Ultimately, therefore, Judge Moore finds a substantial difference from naturally-occurring DNA, albeit by a different path.

We have previously expressed sympathy with the views of those members of the Australian community who oppose the patenting of genes on essentially moral grounds (see Why IP Professionals Must Take ‘Gene Patent’ Opponents Seriously).  However, we maintain that a problem grounded in ethical concerns requires cannot be solved by attempting to target a specific technology.

In the terms of the CAFC’s analysis, the moral objections to gene patents are largely based on the information represented by a gene, which many people view as an aspect of our very identify as individual human beings.  These concerns are completely unrelated to the actual chemical structures of the native and isolated genetic sequences.

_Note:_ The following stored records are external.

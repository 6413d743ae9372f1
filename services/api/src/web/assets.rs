//! services/api/src/web/assets.rs
//!
//! Asset endpoints, including the multipart upload used for document files.

use axum::{
    extract::{Multipart, Path, Query, State},
    Extension, Json,
};
use base64::{engine::general_purpose::STANDARD, Engine as _};
use chrono::{DateTime, Utc};
use sales_deck_core::{
    resources::{AssetUpload, NewAsset},
    Asset, AssetType, User,
};
use serde::{Deserialize, Serialize};
use std::sync::Arc;
use utoipa::{IntoParams, ToSchema};
use uuid::Uuid;

use crate::error::ApiError;
use crate::web::auth::SuccessResponse;
use crate::web::extract::ApiJson;
use crate::web::parse_id;
use crate::web::state::AppState;

#[derive(Deserialize, ToSchema)]
pub struct AssetCreateRequest {
    #[serde(rename = "type")]
    #[schema(value_type = String, example = "product_description")]
    pub asset_type: AssetType,
    pub name: String,
    pub content: String,
    pub file_url: Option<String>,
}

#[derive(Deserialize, IntoParams)]
#[into_params(parameter_in = Query)]
pub struct AssetListQuery {
    /// One of `product_description`, `use_case`, `general`.
    pub asset_type: Option<String>,
}

#[derive(Serialize, Deserialize, ToSchema)]
pub struct AssetResponse {
    pub id: Uuid,
    pub user_id: String,
    #[serde(rename = "type")]
    #[schema(value_type = String)]
    pub asset_type: AssetType,
    pub name: String,
    pub content: String,
    pub file_url: Option<String>,
    pub file_name: Option<String>,
    /// Base64 of the uploaded file.
    pub file_data: Option<String>,
    pub created_at: DateTime<Utc>,
}

impl From<Asset> for AssetResponse {
    fn from(a: Asset) -> Self {
        Self {
            id: a.id,
            user_id: a.user_id,
            asset_type: a.asset_type,
            name: a.name,
            content: a.content,
            file_url: a.file_url,
            file_name: a.file_name,
            file_data: a.file_data.map(|bytes| STANDARD.encode(bytes)),
            created_at: a.created_at,
        }
    }
}

fn parse_asset_type(raw: &str) -> Result<AssetType, ApiError> {
    raw.parse().map_err(ApiError::bad_request)
}

#[utoipa::path(
    post,
    path = "/api/assets",
    request_body = AssetCreateRequest,
    responses((status = 200, description = "Asset created", body = AssetResponse))
)]
pub async fn create_asset(
    State(state): State<Arc<AppState>>,
    Extension(user): Extension<User>,
    ApiJson(req): ApiJson<AssetCreateRequest>,
) -> Result<Json<AssetResponse>, ApiError> {
    let input = NewAsset {
        asset_type: req.asset_type,
        name: req.name,
        content: req.content,
        file_url: req.file_url,
    };
    let asset = state.assets.create(&user.id, input).await?;
    Ok(Json(asset.into()))
}

/// Accepts `file`, `type` and `name` parts. Text files become the asset's content;
/// binary files get a placeholder content but are stored in full.
#[utoipa::path(
    post,
    path = "/api/assets/upload",
    request_body(content_type = "multipart/form-data", description = "Parts: file, type, name"),
    responses(
        (status = 200, description = "Asset stored", body = AssetResponse),
        (status = 400, description = "Missing or invalid form parts")
    )
)]
pub async fn upload_asset(
    State(state): State<Arc<AppState>>,
    Extension(user): Extension<User>,
    mut multipart: Multipart,
) -> Result<Json<AssetResponse>, ApiError> {
    let mut file: Option<(String, Vec<u8>)> = None;
    let mut asset_type: Option<AssetType> = None;
    let mut name: Option<String> = None;

    while let Some(field) = multipart
        .next_field()
        .await
        .map_err(|e| ApiError::bad_request(format!("Failed to read multipart data: {}", e)))?
    {
        match field.name() {
            Some("file") => {
                let file_name = field.file_name().unwrap_or("upload").to_string();
                let data = field.bytes().await.map_err(|e| {
                    ApiError::bad_request(format!("Failed to read file bytes: {}", e))
                })?;
                file = Some((file_name, data.to_vec()));
            }
            Some("type") => {
                let raw = field
                    .text()
                    .await
                    .map_err(|e| ApiError::bad_request(e.to_string()))?;
                asset_type = Some(parse_asset_type(&raw)?);
            }
            Some("name") => {
                name = Some(
                    field
                        .text()
                        .await
                        .map_err(|e| ApiError::bad_request(e.to_string()))?,
                );
            }
            _ => {}
        }
    }

    let (file_name, bytes) = file.ok_or_else(|| ApiError::bad_request("Field 'file' is required"))?;
    let upload = AssetUpload {
        asset_type: asset_type.ok_or_else(|| ApiError::bad_request("Field 'type' is required"))?,
        name: name.ok_or_else(|| ApiError::bad_request("Field 'name' is required"))?,
        file_name,
        bytes,
    };
    let asset = state.assets.upload(&user.id, upload).await?;
    Ok(Json(asset.into()))
}

#[utoipa::path(
    get,
    path = "/api/assets",
    params(AssetListQuery),
    responses((status = 200, description = "The caller's assets", body = [AssetResponse]))
)]
pub async fn list_assets(
    State(state): State<Arc<AppState>>,
    Extension(user): Extension<User>,
    Query(query): Query<AssetListQuery>,
) -> Result<Json<Vec<AssetResponse>>, ApiError> {
    let filter = match query.asset_type.as_deref() {
        None | Some("") => None,
        Some(raw) => Some(parse_asset_type(raw)?),
    };
    let assets = state.assets.list(&user.id, filter).await?;
    Ok(Json(assets.into_iter().map(Into::into).collect()))
}

#[utoipa::path(
    delete,
    path = "/api/assets/{id}",
    params(("id" = String, Path, description = "Asset id")),
    responses(
        (status = 200, description = "Asset deleted", body = SuccessResponse),
        (status = 404, description = "Asset not found")
    )
)]
pub async fn delete_asset(
    State(state): State<Arc<AppState>>,
    Extension(user): Extension<User>,
    Path(id): Path<String>,
) -> Result<Json<SuccessResponse>, ApiError> {
    let asset_id = parse_id(&id, "Asset")?;
    state.assets.delete(&user.id, asset_id).await?;
    Ok(SuccessResponse::ok())
}
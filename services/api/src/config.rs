//! services/api/src/config.rs
//!
//! Defines the application's configuration structure and loading logic.
//!
//! All configuration is loaded from environment variables at startup. The `.env`
//! file is used for local development.

use std::net::SocketAddr;
use tracing::Level;

/// Default endpoint of the external OAuth session-data service.
pub const DEFAULT_SESSION_EXCHANGE_URL: &str =
    "https://demobackend.emergentagent.com/auth/v1/env/oauth/session-data";

/// A custom error type for configuration loading failures.
#[derive(Debug, thiserror::Error)]
pub enum ConfigError {
    #[error("Missing the environment variable {0}")]
    MissingVar(String),
    #[error("Invalid value for the environment variable {0}: {1}")]
    InvalidValue(String, String),
}

/// Origins allowed to make credentialed cross-site requests.
#[derive(Clone, Debug, PartialEq, Eq)]
pub enum CorsOrigins {
    /// Mirror whatever origin the browser sends.
    Any,
    List(Vec<String>),
}

impl CorsOrigins {
    fn parse(raw: &str) -> Self {
        let origins: Vec<String> = raw
            .split(',')
            .map(|o| o.trim().to_string())
            .filter(|o| !o.is_empty())
            .collect();
        if origins.is_empty() || origins.iter().any(|o| o == "*") {
            CorsOrigins::Any
        } else {
            CorsOrigins::List(origins)
        }
    }
}

/// Holds all configuration loaded from the environment at startup.
#[derive(Clone, Debug)]
pub struct Config {
    pub bind_address: SocketAddr,
    /// `None` selects the in-memory store.
    pub database_url: Option<String>,
    pub database_max_connections: u32,
    pub log_level: Level,
    pub openai_api_key: Option<String>,
    pub openai_base_url: Option<String>,
    pub deck_model: String,
    pub session_exchange_url: String,
    pub cors_origins: CorsOrigins,
}

impl Config {
    /// Loads configuration from environment variables.
    ///
    /// It will look for a `.env` file in the current directory for development,
    /// but this is skipped in test environments to ensure tests are hermetic.
    pub fn from_env() -> Result<Self, ConfigError> {
        if !cfg!(test) {
            dotenvy::dotenv().ok();
        }
        Self::from_lookup(|key| std::env::var(key).ok())
    }

    /// Builds the configuration from an arbitrary variable source.
    pub fn from_lookup(var: impl Fn(&str) -> Option<String>) -> Result<Self, ConfigError> {
        // --- Server and Database Settings ---
        let bind_address_str = var("BIND_ADDRESS").unwrap_or_else(|| "0.0.0.0:3000".to_string());
        let bind_address = bind_address_str.parse::<SocketAddr>().map_err(|e| {
            ConfigError::InvalidValue("BIND_ADDRESS".to_string(), e.to_string())
        })?;

        let database_url = var("DATABASE_URL").filter(|url| !url.trim().is_empty());

        let database_max_connections = match var("DATABASE_MAX_CONNECTIONS") {
            Some(raw) => raw.parse::<u32>().map_err(|e| {
                ConfigError::InvalidValue("DATABASE_MAX_CONNECTIONS".to_string(), e.to_string())
            })?,
            None => 5,
        };

        let log_level_str = var("RUST_LOG").unwrap_or_else(|| "INFO".to_string());
        let log_level = log_level_str.parse::<Level>().map_err(|_| {
            ConfigError::InvalidValue(
                "RUST_LOG".to_string(),
                format!("'{}' is not a valid log level", log_level_str),
            )
        })?;

        // --- Provider Settings ---
        let openai_api_key = var("OPENAI_API_KEY");
        let openai_base_url = var("OPENAI_BASE_URL");
        let deck_model = var("DECK_MODEL").unwrap_or_else(|| "gpt-4o".to_string());
        let session_exchange_url = var("SESSION_EXCHANGE_URL")
            .unwrap_or_else(|| DEFAULT_SESSION_EXCHANGE_URL.to_string());

        let cors_origins = CorsOrigins::parse(&var("CORS_ORIGINS").unwrap_or_else(|| "*".to_string()));

        Ok(Self {
            bind_address,
            database_url,
            database_max_connections,
            log_level,
            openai_api_key,
            openai_base_url,
            deck_model,
            session_exchange_url,
            cors_origins,
        })
    }

    /// The OpenAI key is only needed once the server actually starts.
    pub fn require_openai_api_key(&self) -> Result<&str, ConfigError> {
        self.openai_api_key
            .as_deref()
            .ok_or_else(|| ConfigError::MissingVar("OPENAI_API_KEY".to_string()))
    }
}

The US patent law (35 USC §101) provides that ‘whoever invents or discovers any new and useful process, machine, manufacture, or composition of matter, or any new and useful improvement thereof, may obtain a patent therefor…’.  The Australian ‘manner of manufacture’ test covers similar ground.  Neither approach to patent-eligibility is concerned with whether or not any ‘information content’ represented by a novel composition of matter (e.g. a chemical compound) is itself new, although this may certainly be relevant to questions of novelty and inventive step.

The problem is unquestionably real – there are many citizens with deeply-felt objections to the patenting of genes.  But the Patent Amendment (Human Genes and Biological Materials) Bill 2010 is the wrong solution.